Eravamo comunque “prigionieri” anche con gli americani, dovevamo stare nel campo, nessuno ci obbligava a rimanere ma non ci dicevano come poter andare a casa. Allora decidemmo con altri di farci coraggio e con un barroccio con sopra le nostre poche cose si scappò dal campo americano. Penso che camminammo per più di 100 chilometri dormendo dove capitava e chiedendo ospitalità nelle fattorie tedesche (uno di noi era altoatesino e parlava bene il tedesco) fu veramente rischioso. Finalmente trovammo una stazione da cui passavano ancora treni. Sistemati i “bagagli” ci mettemmo sul tetto del treno in direzione sud.

Non ricordo dove passammo il confine, appena passati il confine ci “ripulirono” e ci indirizzarono al centro alloggio di Verona dove arrivai il 23 Luglio 1945. A Verona ci dettero qualche soldo e trovai la strada per arrivare a Firenze; a Firenze con un passaggio su un calesse sono tornato in Mugello.

 

A casa sapevano che eri vivo? Che eri prigioniero? Come è stato il ritorno a casa?

Sì, i Tedeschi i primi tempi ci permisero di scrivere a casa per dire che eravamo prigionieri. A casa sapevano che ero prigioniero ma non dove.
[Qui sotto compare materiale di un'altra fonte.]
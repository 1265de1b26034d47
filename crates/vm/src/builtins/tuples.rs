//! Methods for the tuple type and its `Err` flavor.

use crate::error::{Panic, VmResult};
use crate::objects::{IterKind, PyroIter};
use crate::value::{ObjRef, Value};
use crate::vm::Vm;

pub(crate) fn install(vm: &mut Vm) -> VmResult<()> {
    vm.define_global_fn("$tup", -1, fn_tup)?;
    vm.define_global_fn("$err", -1, fn_err)?;

    let tup_class = vm.classes.tup;
    vm.define_method(tup_class, "count", 0, tup_count)?;
    vm.define_method(tup_class, "get", 1, tup_get)?;
    vm.define_method(tup_class, "$get_index", 1, tup_get)?;
    vm.define_method(tup_class, "$iter", 0, tup_iter)?;

    let err_class = vm.classes.err;
    vm.define_method(err_class, "count", 0, tup_count)?;
    vm.define_method(err_class, "get", 1, tup_get)?;
    vm.define_method(err_class, "$get_index", 1, tup_get)?;
    vm.define_method(err_class, "$iter", 0, tup_iter)?;
    vm.define_method(err_class, "code", 0, err_code)?;
    vm.define_method(err_class, "message", 0, err_message)?;

    Ok(())
}

fn receiver(args: &[Value]) -> VmResult<ObjRef> {
    match args[0] {
        Value::Obj(obj_ref) => Ok(obj_ref),
        _ => Err(Panic::type_error("Invalid receiver.").into()),
    }
}

fn fn_tup(vm: &mut Vm, args: &[Value]) -> VmResult<Value> {
    let tup = vm.new_tup(args[1..].to_vec())?;
    Ok(Value::Obj(tup))
}

fn fn_err(vm: &mut Vm, args: &[Value]) -> VmResult<Value> {
    let err = vm.new_err_tup(args[1..].to_vec())?;
    Ok(Value::Obj(err))
}

fn tup_count(vm: &mut Vm, args: &[Value]) -> VmResult<Value> {
    let tup = receiver(args)?;
    Ok(Value::I64(vm.heap.tup(tup).count() as i64))
}

fn tup_get(vm: &mut Vm, args: &[Value]) -> VmResult<Value> {
    let tup = receiver(args)?;
    let index = vm.index_in_range(args[1], vm.heap.tup(tup).count())?;
    Ok(vm.heap.tup(tup).values[index])
}

fn tup_iter(vm: &mut Vm, args: &[Value]) -> VmResult<Value> {
    let tup = receiver(args)?;
    let iter = vm.new_iter(PyroIter::new(tup, IterKind::Tup))?;
    Ok(Value::Obj(iter))
}

/// The error code of an `Err` tuple: its first element, by convention.
fn err_code(vm: &mut Vm, args: &[Value]) -> VmResult<Value> {
    let tup = receiver(args)?;
    Ok(vm.heap.tup(tup).values.first().copied().unwrap_or(Value::Null))
}

/// The error message of an `Err` tuple: its second element.
fn err_message(vm: &mut Vm, args: &[Value]) -> VmResult<Value> {
    let tup = receiver(args)?;
    Ok(vm.heap.tup(tup).values.get(1).copied().unwrap_or(Value::Null))
}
Arrivato vicino a casa non andai subito a casa. Mi fermai prima presso una famiglia che conoscevo e chiesi a un ragazzo di avvisare casa che stavo arrivando, non volevo mi vedessero in quelle condizioni senza prima essere avvisati, sarebbero rimasti troppo impressionati. Mi vennero incontro mio babbo e mio fratello… sai sono momenti… – e qui la voce si rompe – sono momenti che rimangano qui (e indica il petto)…

 

E poi come è andata la tua vita?

Sono partito per la guerra che avevo 20 anni e sono tornato a 23.

In Mugello non c’era lavoro ma qualcosa bisognava fare, mi davo da fare.

Conobbi mia moglie, mi sposai e nacque mio figlio, ma in Mugello non c’era lavoro, lavoravo in maniera saltuaria e non potevo assicurare un futuro alla mia famiglia.

Decisi allora di “partire”. Venni a Firenze con mia moglie e il figliolo piccino, in una camera in affitto e 200 lire in tasca. Iniziai piano piano a lavorare, poi feci un concorso ed ebbi la fortuna di essere assunto in Comune.

 

Il colloquio è continuato a lungo, quasi due ore di racconti. Un fiume in piena, un flusso costante di ricordi e storie che Sergio sente il bisogno (quasi fisico – lo si avverte fortemente) di consegnare a chi può ricordarle dopo di lui.

Ci salutiamo, Sergio ci ringrazia di averlo ascoltato.

Lo ringraziamo noi.

Per la sue parole colme di memoria che ci ricordano quanto è terribile la guerra e come l’uomo possa costringere i suoi simili a vivere in maniere così inumane.

Per le sue parole chiare e precise, mai piene di rancore ma di grande pietà per coloro che non ce l’hanno fatta: “nei primi mesi in tanti non hanno resistito alla durezza della prigionia, stranamente quelli che sembravano più robusti sono quelli che sono morti prima. Gli chiudevamo gli occhi e li portavano via. Chissà dove sono finiti… (i loro corpi ndr).”.

Sicuramente tutti loro sono scolpiti nella memoria di Sergio e adesso anche nella nostra memoria. Una memoria che ci comanda di ripetere ogni giorno, in ogni momento con ogni respiro della nostra vita: “mai più, mai più la guerra, mai più l’odio”.